RiboKastIndex

Makes k-mer indexes from ribo-seq data

Introduction

RiboKastIndex is a bioinformatics workflow designed for processing Ribo-seq data.
The RiboKastIndex pipeline automates key steps ensuring a streamlined and reproducible approach for ribosome profiling. This pipeline processes data from raw sequencing reads to ribosome profiling outputs and k-mer analyses. Once phased ribo-seq k-mers are generated, they are organized into a phased k-mer matrix, where rows represent k-mers and columns correspond to input datasets. Using KaMRaT, the pipeline constructs the comprehensive k-mer index (RSindex) and generates a contig count matrix (contigs are merged k-mers). These outputs enable further analyses, such as determining which sequences from a list are actively translated. You can query RNA sequences in the RS index to assess their translation status.

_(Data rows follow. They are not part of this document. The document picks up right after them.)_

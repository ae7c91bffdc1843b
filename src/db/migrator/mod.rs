use sea_orm_migration::prelude::*;

mod m20260412_create_users;

pub struct Migrator;

#[async_trait::async_trait]
impl MigratorTrait for Migrator {
    fn migrations() -> Vec<Box<dyn MigrationTrait>> {
        vec![Box::new(m20260412_create_users::Migration)]
    }
}
pub mod api;
pub mod auth;
pub mod config;
pub mod db;
pub mod entities;

pub use config::Config;
use db::{NewUser, Store};
use tracing::{error, info};
use tracing_subscriber::EnvFilter;

pub async fn run(config: Config) -> anyhow::Result<()> {
    let env_filter = EnvFilter::try_from_default_env()
        .unwrap_or_else(|_| EnvFilter::new(&config.general.log_level));

    tracing_subscriber::fmt().with_env_filter(env_filter).init();

    let args: Vec<String> = std::env::args().collect();

    match args.get(1).map(String::as_str) {
        None | Some("serve" | "-d" | "--daemon") => serve(config).await,

        Some("init" | "--init") => {
            if Config::create_default_if_missing()? {
                println!("✓ Config file created. Set the token secret and run 'authd serve'.");
            } else {
                println!("config.toml already exists.");
            }
            Ok(())
        }

        Some("create-superuser") => {
            if args.len() < 4 {
                println!("Usage: authd create-superuser <email> <username>");
                return Ok(());
            }
            cmd_create_superuser(&config, &args[2], &args[3]).await
        }

        Some("help" | "-h" | "--help") => {
            print_help();
            Ok(())
        }

        Some(other) => {
            println!("Unknown command: {other}");
            println!();
            print_help();
            Ok(())
        }
    }
}

fn print_help() {
    println!("Authd - minimal user-account service");
    println!();
    println!("USAGE:");
    println!("  authd [COMMAND]");
    println!();
    println!("COMMANDS:");
    println!("  serve             Run the API server (default)");
    println!("  init              Create default config file");
    println!("  create-superuser <email> <username>");
    println!("                    Create a superuser account (password read from stdin)");
    println!("  help              Show this help message");
    println!();
    println!("CONFIG:");
    println!("  Edit config.toml; the signing secret can also come from AUTHD_TOKEN_SECRET.");
}

async fn serve(config: Config) -> anyhow::Result<()> {
    config.validate()?;

    info!("Authd v{} starting...", env!("CARGO_PKG_VERSION"));

    let state = api::create_app_state(config.clone()).await?;
    let app = api::router(state);

    let addr = format!("{}:{}", config.server.bind_address, config.server.port);
    let listener = tokio::net::TcpListener::bind(&addr).await?;

    info!("API listening at http://{addr}");

    let server_handle = tokio::spawn(async move {
        if let Err(e) = axum::serve(listener, app).await {
            error!("Server error: {e}");
        }
    });

    match tokio::signal::ctrl_c().await {
        Ok(()) => info!("Shutdown signal received"),
        Err(e) => error!("Error listening for shutdown: {e}"),
    }

    server_handle.abort();
    info!("Stopped");

    Ok(())
}

/// Bootstrap command: mints the first superuser so the admin-create
/// endpoint has someone to call it.
async fn cmd_create_superuser(config: &Config, email: &str, username: &str) -> anyhow::Result<()> {
    let store = Store::new(&config.general.database_path).await?;

    println!("Password for {email}:");
    let mut password = String::new();
    std::io::stdin().read_line(&mut password)?;
    let password = password.trim_end_matches(['\r', '\n']);

    if password.is_empty() {
        println!("Password cannot be empty.");
        return Ok(());
    }

    let new = NewUser {
        email: email.to_string(),
        username: username.to_string(),
        group: "users".to_string(),
        password: password.to_string(),
        is_superuser: true,
        is_active: true,
    };

    match store.create_user(&new, &config.security).await? {
        Some(user) => {
            println!("✓ Created superuser {} (ID: {})", user.email, user.id);
        }
        None => {
            println!("Email {email} is already registered.");
        }
    }

    Ok(())
}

Additional Information on RS_Framed_kmers:

Framed reads are those where, for example, more than 50% of the reads with a specific length map to the same frame of the CDS (coding sequence), indicating a P-site that aligns codons to P0 of the CDS. To determine the translated frame among the three possible frames, if more than 50% of the reads translate in frame 1, the reads with that specific length are considered phased.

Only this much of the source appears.